Look through the material below. Copy each line that contains the string "MLSD".

★ ★ ★

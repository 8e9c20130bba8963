//! Control-channel session behavior against a scripted server:
//! login, capability probing, path parsing, timeouts, teardown.

mod common;

use common::{bind, init_logs, MockCtrl};
use ftpkit::{FtpClient, FtpErrorKind};
use std::time::Duration;

#[tokio::test]
async fn connect_reads_multiline_welcome() {
    init_logs();
    let (listener, port) = bind().await;
    let server = tokio::spawn(async move {
        let mut ctrl = MockCtrl::accept(&listener, "220-Welcome to testd").await;
        ctrl.send("220 Ready").await;
    });

    let mut client = FtpClient::new();
    let welcome = client.connect("127.0.0.1", port).await.unwrap();
    assert_eq!(welcome.code, 220);
    assert_eq!(welcome.lines.len(), 2);
    server.await.unwrap();
}

#[tokio::test]
async fn login_sequence() {
    init_logs();
    let (listener, port) = bind().await;
    let server = tokio::spawn(async move {
        let mut ctrl = MockCtrl::accept(&listener, "220 hi").await;
        ctrl.expect("USER anonymous").await;
        ctrl.send("331 need pwd").await;
        ctrl.expect("PASS guest").await;
        ctrl.send("230 ok").await;
    });

    let mut client = FtpClient::new();
    client.connect("127.0.0.1", port).await.unwrap();
    let reply = client.login("anonymous", "guest").await.unwrap();
    assert_eq!(reply.code, 230);
    server.await.unwrap();
}

#[tokio::test]
async fn login_without_password_step() {
    init_logs();
    let (listener, port) = bind().await;
    let server = tokio::spawn(async move {
        let mut ctrl = MockCtrl::accept(&listener, "220 hi").await;
        ctrl.expect("USER anonymous").await;
        ctrl.send("230 already in").await;
    });

    let mut client = FtpClient::new();
    client.connect("127.0.0.1", port).await.unwrap();
    let reply = client.login("anonymous", "guest").await.unwrap();
    assert_eq!(reply.code, 230);
    server.await.unwrap();
}

#[tokio::test]
async fn login_rejects_account_demand() {
    init_logs();
    let (listener, port) = bind().await;
    let server = tokio::spawn(async move {
        let mut ctrl = MockCtrl::accept(&listener, "220 hi").await;
        ctrl.expect("USER corp").await;
        ctrl.send("332 Need account for login").await;
    });

    let mut client = FtpClient::new();
    client.connect("127.0.0.1", port).await.unwrap();
    let err = client.login("corp", "secret").await.unwrap_err();
    assert_eq!(err.kind, FtpErrorKind::Protocol);
    assert_eq!(err.code, Some(332));
    server.await.unwrap();
}

#[tokio::test]
async fn features_parses_and_caches() {
    init_logs();
    let (listener, port) = bind().await;
    let server = tokio::spawn(async move {
        let mut ctrl = MockCtrl::accept(&listener, "220 hi").await;
        ctrl.expect("FEAT").await;
        ctrl.send_lines(&["211-Features:", " MLSD", " SIZE", " UTF8", "211 End"])
            .await;
    });

    let mut client = FtpClient::new();
    client.connect("127.0.0.1", port).await.unwrap();

    let features = client.features().await.unwrap();
    assert_eq!(features.len(), 3);
    assert_eq!(features.get("MLSD").map(String::as_str), Some(""));
    assert_eq!(features.get("SIZE").map(String::as_str), Some(""));
    assert_eq!(features.get("UTF8").map(String::as_str), Some(""));
    server.await.unwrap();

    // Cached: no second FEAT goes over the wire (the script is done).
    let again = client.features().await.unwrap();
    assert_eq!(again.len(), 3);
}

#[tokio::test]
async fn features_tolerates_rejection() {
    init_logs();
    let (listener, port) = bind().await;
    let server = tokio::spawn(async move {
        let mut ctrl = MockCtrl::accept(&listener, "220 hi").await;
        ctrl.expect("FEAT").await;
        ctrl.send("502 Command not implemented").await;
    });

    let mut client = FtpClient::new();
    client.connect("127.0.0.1", port).await.unwrap();
    let features = client.features().await.unwrap();
    assert!(features.is_empty());
    server.await.unwrap();
}

#[tokio::test]
async fn pwd_parses_quoted_path() {
    init_logs();
    let (listener, port) = bind().await;
    let server = tokio::spawn(async move {
        let mut ctrl = MockCtrl::accept(&listener, "220 hi").await;
        ctrl.expect("PWD").await;
        ctrl.send("257 \"/home/user\" is current directory.").await;
        // Malformed reply: the operation fails but the session stays up.
        ctrl.expect("PWD").await;
        ctrl.send("257 bad").await;
        ctrl.expect("NOOP").await;
        ctrl.send("200 ok").await;
    });

    let mut client = FtpClient::new();
    client.connect("127.0.0.1", port).await.unwrap();

    assert_eq!(client.pwd().await.unwrap(), "/home/user");

    let err = client.pwd().await.unwrap_err();
    assert_eq!(err.kind, FtpErrorKind::Parse);

    client.noop().await.unwrap();
    server.await.unwrap();
}

#[tokio::test]
async fn size_and_mdtm_parsing() {
    init_logs();
    let (listener, port) = bind().await;
    let server = tokio::spawn(async move {
        let mut ctrl = MockCtrl::accept(&listener, "220 hi").await;
        ctrl.expect("SIZE a.bin").await;
        ctrl.send("213 4096").await;
        ctrl.expect("MDTM a.bin").await;
        ctrl.send("213 20260101120000").await;
        ctrl.expect("SIZE b.bin").await;
        ctrl.send("213 many").await;
    });

    let mut client = FtpClient::new();
    client.connect("127.0.0.1", port).await.unwrap();

    assert_eq!(client.size("a.bin").await.unwrap(), 4096);
    let mtime = client.last_mod("a.bin").await.unwrap();
    assert_eq!(mtime.to_rfc3339(), "2026-01-01T12:00:00+00:00");

    let err = client.size("b.bin").await.unwrap_err();
    assert_eq!(err.kind, FtpErrorKind::Parse);
    server.await.unwrap();
}

#[tokio::test]
async fn rename_is_a_two_step_exchange() {
    init_logs();
    let (listener, port) = bind().await;
    let server = tokio::spawn(async move {
        let mut ctrl = MockCtrl::accept(&listener, "220 hi").await;
        ctrl.expect("RNFR old.txt").await;
        ctrl.send("350 Ready for destination").await;
        ctrl.expect("RNTO new.txt").await;
        ctrl.send("250 Renamed").await;
    });

    let mut client = FtpClient::new();
    client.connect("127.0.0.1", port).await.unwrap();
    let reply = client.rename("old.txt", "new.txt").await.unwrap();
    assert_eq!(reply.code, 250);
    server.await.unwrap();
}

#[tokio::test]
async fn leading_space_paths_are_made_absolute() {
    init_logs();
    let (listener, port) = bind().await;
    let server = tokio::spawn(async move {
        let mut ctrl = MockCtrl::accept(&listener, "220 hi").await;
        ctrl.expect("PWD").await;
        ctrl.send("257 \"/work\" is current directory.").await;
        ctrl.expect("CWD /work/ data").await;
        ctrl.send("250 ok").await;
        // No leading space: passes through untouched, no PWD round trip.
        ctrl.expect("CWD plain").await;
        ctrl.send("250 ok").await;
    });

    let mut client = FtpClient::new();
    client.connect("127.0.0.1", port).await.unwrap();
    client.cd(" data").await.unwrap();
    client.cd("plain").await.unwrap();
    server.await.unwrap();
}

#[tokio::test]
async fn default_settings_are_idempotent() {
    init_logs();
    let (listener, port) = bind().await;
    let server = tokio::spawn(async move {
        let mut ctrl = MockCtrl::accept(&listener, "220 hi").await;
        for _ in 0..2 {
            ctrl.expect("TYPE I").await;
            ctrl.send("200 ok").await;
            ctrl.expect("STRU F").await;
            ctrl.send("504 Not implemented for that parameter").await;
            ctrl.expect("OPTS UTF8 ON").await;
            ctrl.send("200 ok").await;
            ctrl.expect("OPTS MLST type;size;modify;unix.mode;unix.owner;unix.group;")
                .await;
            ctrl.send("501 what").await;
        }
    });

    let mut client = FtpClient::new();
    client.connect("127.0.0.1", port).await.unwrap();
    client.use_default_settings().await.unwrap();
    client.use_default_settings().await.unwrap();
    server.await.unwrap();
}

#[tokio::test]
async fn close_poisons_the_session() {
    init_logs();
    let (listener, port) = bind().await;
    let server = tokio::spawn(async move {
        let mut ctrl = MockCtrl::accept(&listener, "220 hi").await;
        ctrl.expect("QUIT").await;
        ctrl.send("221 bye").await;
    });

    let mut client = FtpClient::new();
    client.connect("127.0.0.1", port).await.unwrap();
    client.close().await.unwrap();
    server.await.unwrap();

    let err = client.noop().await.unwrap_err();
    assert_eq!(err.kind, FtpErrorKind::Closed);
    let err = client.pwd().await.unwrap_err();
    assert_eq!(err.kind, FtpErrorKind::Closed);
}

#[tokio::test]
async fn idle_timeout_kills_the_session() {
    init_logs();
    let (listener, port) = bind().await;
    let server = tokio::spawn(async move {
        let mut ctrl = MockCtrl::accept(&listener, "220 hi").await;
        ctrl.expect("NOOP").await;
        // Say nothing; the client's idle timer must fire.
        tokio::time::sleep(Duration::from_millis(800)).await;
    });

    let mut client = FtpClient::new();
    client.set_timeout(Duration::from_millis(150));
    client.connect("127.0.0.1", port).await.unwrap();

    let err = client.noop().await.unwrap_err();
    assert_eq!(err.kind, FtpErrorKind::Timeout);

    // Fail-fast: the session is gone.
    let err = client.pwd().await.unwrap_err();
    assert_eq!(err.kind, FtpErrorKind::Closed);
    server.await.unwrap();
}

★ ★ ★

== EXPECTED ANSWER ==
        ctrl.send_lines(&["211-Features:", " MLSD", " SIZE", " UTF8", "211 End"])
    assert_eq!(features.get("MLSD").map(String::as_str), Some(""));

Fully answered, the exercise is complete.